■ PROBLEM TO WORK ON
Reproduce only the lines of the material below that start at the line containing "with embedded migrations." and stop at the line containing "Only the public". Keep both end lines.

■ DATASET RECORDS
* * * * *
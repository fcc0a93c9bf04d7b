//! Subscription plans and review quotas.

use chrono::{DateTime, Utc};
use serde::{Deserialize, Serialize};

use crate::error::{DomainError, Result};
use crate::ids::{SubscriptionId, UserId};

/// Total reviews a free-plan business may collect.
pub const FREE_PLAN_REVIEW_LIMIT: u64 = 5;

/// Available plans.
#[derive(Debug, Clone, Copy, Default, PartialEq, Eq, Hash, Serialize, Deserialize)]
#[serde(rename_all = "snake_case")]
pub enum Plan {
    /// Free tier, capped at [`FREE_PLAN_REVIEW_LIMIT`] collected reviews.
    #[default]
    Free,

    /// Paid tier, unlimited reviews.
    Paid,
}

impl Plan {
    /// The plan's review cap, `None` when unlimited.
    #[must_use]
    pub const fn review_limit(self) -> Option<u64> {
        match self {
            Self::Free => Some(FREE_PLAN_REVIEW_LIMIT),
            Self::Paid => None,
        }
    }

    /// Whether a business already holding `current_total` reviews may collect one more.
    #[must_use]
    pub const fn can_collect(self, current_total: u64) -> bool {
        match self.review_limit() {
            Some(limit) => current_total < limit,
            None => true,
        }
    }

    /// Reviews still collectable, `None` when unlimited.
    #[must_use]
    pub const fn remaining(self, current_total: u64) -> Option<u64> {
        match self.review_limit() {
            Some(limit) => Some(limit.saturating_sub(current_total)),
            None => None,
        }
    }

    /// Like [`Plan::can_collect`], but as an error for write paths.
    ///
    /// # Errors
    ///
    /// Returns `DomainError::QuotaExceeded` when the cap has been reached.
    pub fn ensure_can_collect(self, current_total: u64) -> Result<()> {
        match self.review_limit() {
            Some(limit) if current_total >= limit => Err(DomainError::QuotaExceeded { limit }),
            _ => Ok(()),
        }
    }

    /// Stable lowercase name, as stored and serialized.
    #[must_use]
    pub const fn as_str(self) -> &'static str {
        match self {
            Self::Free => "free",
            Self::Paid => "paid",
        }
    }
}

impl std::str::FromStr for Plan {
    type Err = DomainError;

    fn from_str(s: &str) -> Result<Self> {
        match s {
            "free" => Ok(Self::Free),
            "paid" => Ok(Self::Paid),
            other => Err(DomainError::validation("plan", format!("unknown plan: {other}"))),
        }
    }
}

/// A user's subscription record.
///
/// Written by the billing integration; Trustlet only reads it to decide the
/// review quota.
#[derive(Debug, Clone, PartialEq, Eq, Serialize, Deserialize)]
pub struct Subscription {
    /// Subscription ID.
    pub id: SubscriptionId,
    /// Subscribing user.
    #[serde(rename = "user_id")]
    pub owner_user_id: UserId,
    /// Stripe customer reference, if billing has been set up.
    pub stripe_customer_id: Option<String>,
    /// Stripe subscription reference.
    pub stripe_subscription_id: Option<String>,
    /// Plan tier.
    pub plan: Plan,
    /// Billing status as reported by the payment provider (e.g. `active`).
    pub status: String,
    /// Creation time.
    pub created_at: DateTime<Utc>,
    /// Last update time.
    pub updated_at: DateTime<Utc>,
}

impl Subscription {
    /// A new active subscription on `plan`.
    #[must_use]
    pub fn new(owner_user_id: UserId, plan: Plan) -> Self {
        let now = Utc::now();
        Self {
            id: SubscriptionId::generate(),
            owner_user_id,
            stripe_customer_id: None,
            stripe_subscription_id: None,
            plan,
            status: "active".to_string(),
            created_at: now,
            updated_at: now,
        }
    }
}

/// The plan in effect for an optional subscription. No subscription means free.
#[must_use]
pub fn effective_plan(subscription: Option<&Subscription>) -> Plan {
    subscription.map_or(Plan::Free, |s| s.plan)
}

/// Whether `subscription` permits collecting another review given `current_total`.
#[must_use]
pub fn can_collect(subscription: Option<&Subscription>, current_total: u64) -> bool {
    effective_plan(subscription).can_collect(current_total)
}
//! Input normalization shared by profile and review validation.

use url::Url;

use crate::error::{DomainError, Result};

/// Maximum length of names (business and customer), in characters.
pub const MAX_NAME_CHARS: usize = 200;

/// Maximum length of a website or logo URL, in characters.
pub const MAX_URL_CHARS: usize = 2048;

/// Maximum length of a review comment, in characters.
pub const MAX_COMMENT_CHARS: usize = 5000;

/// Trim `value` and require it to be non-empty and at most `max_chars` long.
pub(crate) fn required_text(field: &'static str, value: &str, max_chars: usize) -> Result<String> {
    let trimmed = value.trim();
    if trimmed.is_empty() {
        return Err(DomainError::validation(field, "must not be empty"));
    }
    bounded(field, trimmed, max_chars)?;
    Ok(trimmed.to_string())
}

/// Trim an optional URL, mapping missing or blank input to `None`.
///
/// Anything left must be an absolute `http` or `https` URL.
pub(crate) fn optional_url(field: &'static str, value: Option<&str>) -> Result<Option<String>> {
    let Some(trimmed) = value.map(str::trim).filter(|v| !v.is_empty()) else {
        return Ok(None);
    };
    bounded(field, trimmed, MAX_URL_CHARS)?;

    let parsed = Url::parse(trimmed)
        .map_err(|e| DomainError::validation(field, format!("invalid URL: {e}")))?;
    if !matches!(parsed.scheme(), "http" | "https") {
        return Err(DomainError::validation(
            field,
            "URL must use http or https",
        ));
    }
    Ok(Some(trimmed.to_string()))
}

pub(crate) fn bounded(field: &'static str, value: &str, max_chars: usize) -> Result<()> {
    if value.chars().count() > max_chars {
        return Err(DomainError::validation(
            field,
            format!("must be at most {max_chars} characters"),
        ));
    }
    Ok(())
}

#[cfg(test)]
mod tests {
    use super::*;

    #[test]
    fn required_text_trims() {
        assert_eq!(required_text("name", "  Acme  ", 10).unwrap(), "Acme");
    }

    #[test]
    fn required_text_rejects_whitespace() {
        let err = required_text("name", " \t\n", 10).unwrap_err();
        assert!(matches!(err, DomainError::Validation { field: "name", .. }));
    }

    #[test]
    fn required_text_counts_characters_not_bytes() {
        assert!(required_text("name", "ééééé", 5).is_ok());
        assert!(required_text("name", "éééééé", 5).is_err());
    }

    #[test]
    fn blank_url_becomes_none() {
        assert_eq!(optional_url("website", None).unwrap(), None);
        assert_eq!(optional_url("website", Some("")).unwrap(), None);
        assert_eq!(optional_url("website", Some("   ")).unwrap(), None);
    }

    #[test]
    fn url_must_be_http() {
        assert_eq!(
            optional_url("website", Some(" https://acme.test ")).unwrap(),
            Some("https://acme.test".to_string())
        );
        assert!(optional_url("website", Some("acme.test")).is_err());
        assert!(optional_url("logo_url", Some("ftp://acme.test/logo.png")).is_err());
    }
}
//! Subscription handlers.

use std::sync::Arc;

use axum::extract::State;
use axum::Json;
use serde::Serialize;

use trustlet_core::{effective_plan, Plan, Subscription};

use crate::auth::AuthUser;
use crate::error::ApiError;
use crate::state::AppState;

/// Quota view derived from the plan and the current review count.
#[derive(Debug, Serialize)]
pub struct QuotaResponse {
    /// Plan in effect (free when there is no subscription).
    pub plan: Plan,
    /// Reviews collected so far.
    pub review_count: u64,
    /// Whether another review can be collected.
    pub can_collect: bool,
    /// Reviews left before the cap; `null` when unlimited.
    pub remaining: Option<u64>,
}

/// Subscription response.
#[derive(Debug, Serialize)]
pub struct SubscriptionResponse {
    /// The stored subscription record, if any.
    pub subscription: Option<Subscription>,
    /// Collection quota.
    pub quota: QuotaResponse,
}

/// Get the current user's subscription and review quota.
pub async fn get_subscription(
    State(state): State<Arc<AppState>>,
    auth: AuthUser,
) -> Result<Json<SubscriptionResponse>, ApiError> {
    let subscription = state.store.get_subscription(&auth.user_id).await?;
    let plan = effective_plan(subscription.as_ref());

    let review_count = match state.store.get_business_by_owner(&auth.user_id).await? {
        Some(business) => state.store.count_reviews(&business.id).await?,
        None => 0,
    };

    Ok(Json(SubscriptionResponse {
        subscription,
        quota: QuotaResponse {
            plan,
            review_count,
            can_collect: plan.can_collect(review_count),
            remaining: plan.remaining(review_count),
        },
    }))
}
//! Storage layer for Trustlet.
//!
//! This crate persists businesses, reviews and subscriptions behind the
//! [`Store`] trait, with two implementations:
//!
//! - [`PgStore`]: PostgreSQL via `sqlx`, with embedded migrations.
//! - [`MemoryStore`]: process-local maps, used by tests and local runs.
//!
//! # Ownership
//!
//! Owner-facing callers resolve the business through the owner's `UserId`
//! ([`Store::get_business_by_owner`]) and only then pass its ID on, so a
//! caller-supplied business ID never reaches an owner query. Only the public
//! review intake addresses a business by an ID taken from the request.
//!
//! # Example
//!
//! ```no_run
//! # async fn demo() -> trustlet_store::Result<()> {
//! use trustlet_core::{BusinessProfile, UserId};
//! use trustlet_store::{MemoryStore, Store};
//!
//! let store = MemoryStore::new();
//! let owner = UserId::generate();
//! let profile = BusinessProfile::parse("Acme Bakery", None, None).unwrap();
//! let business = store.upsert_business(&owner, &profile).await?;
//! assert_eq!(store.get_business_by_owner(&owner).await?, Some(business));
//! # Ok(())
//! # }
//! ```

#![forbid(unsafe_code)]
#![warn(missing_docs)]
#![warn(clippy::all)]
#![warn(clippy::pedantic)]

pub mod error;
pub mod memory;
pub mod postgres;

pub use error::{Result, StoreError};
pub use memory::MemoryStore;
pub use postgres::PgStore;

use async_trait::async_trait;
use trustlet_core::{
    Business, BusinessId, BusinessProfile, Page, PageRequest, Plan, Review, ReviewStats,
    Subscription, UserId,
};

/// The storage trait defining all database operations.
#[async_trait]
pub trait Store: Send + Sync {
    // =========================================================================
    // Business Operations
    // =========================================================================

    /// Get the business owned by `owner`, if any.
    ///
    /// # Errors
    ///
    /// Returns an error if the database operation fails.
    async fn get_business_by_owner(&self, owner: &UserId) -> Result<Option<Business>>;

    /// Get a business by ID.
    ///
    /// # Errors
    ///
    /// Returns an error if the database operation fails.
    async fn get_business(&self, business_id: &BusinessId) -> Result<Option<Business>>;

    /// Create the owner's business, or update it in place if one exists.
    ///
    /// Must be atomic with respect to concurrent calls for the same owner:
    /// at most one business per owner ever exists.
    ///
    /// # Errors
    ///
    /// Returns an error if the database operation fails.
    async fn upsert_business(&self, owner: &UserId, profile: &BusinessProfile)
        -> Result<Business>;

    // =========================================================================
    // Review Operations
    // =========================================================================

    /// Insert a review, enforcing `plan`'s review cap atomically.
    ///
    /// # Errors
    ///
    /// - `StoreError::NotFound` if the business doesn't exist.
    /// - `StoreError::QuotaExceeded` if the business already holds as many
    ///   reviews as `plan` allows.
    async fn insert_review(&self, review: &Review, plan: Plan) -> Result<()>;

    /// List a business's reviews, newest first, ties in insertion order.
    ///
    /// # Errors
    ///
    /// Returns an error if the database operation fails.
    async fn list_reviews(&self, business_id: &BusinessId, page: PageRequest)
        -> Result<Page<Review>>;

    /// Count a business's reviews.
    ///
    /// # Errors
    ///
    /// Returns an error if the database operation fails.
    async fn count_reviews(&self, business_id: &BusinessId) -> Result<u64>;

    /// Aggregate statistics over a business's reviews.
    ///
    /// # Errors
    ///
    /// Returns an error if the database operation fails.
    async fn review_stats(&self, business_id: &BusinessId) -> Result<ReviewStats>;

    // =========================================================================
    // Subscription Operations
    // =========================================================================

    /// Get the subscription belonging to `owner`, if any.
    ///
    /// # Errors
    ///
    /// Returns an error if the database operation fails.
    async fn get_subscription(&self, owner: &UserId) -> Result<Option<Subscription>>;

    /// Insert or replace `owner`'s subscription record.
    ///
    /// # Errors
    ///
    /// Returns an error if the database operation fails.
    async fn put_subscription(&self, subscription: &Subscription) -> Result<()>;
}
* * * * *
■ EXERCISE SOLUTION
//! - [`PgStore`]: PostgreSQL via `sqlx`, with embedded migrations.
//! - [`MemoryStore`]: process-local maps, used by tests and local runs.
//!
//! # Ownership
//!
//! Owner-facing callers resolve the business through the owner's `UserId`
//! ([`Store::get_business_by_owner`]) and only then pass its ID on, so a
//! caller-supplied business ID never reaches an owner query. Only the public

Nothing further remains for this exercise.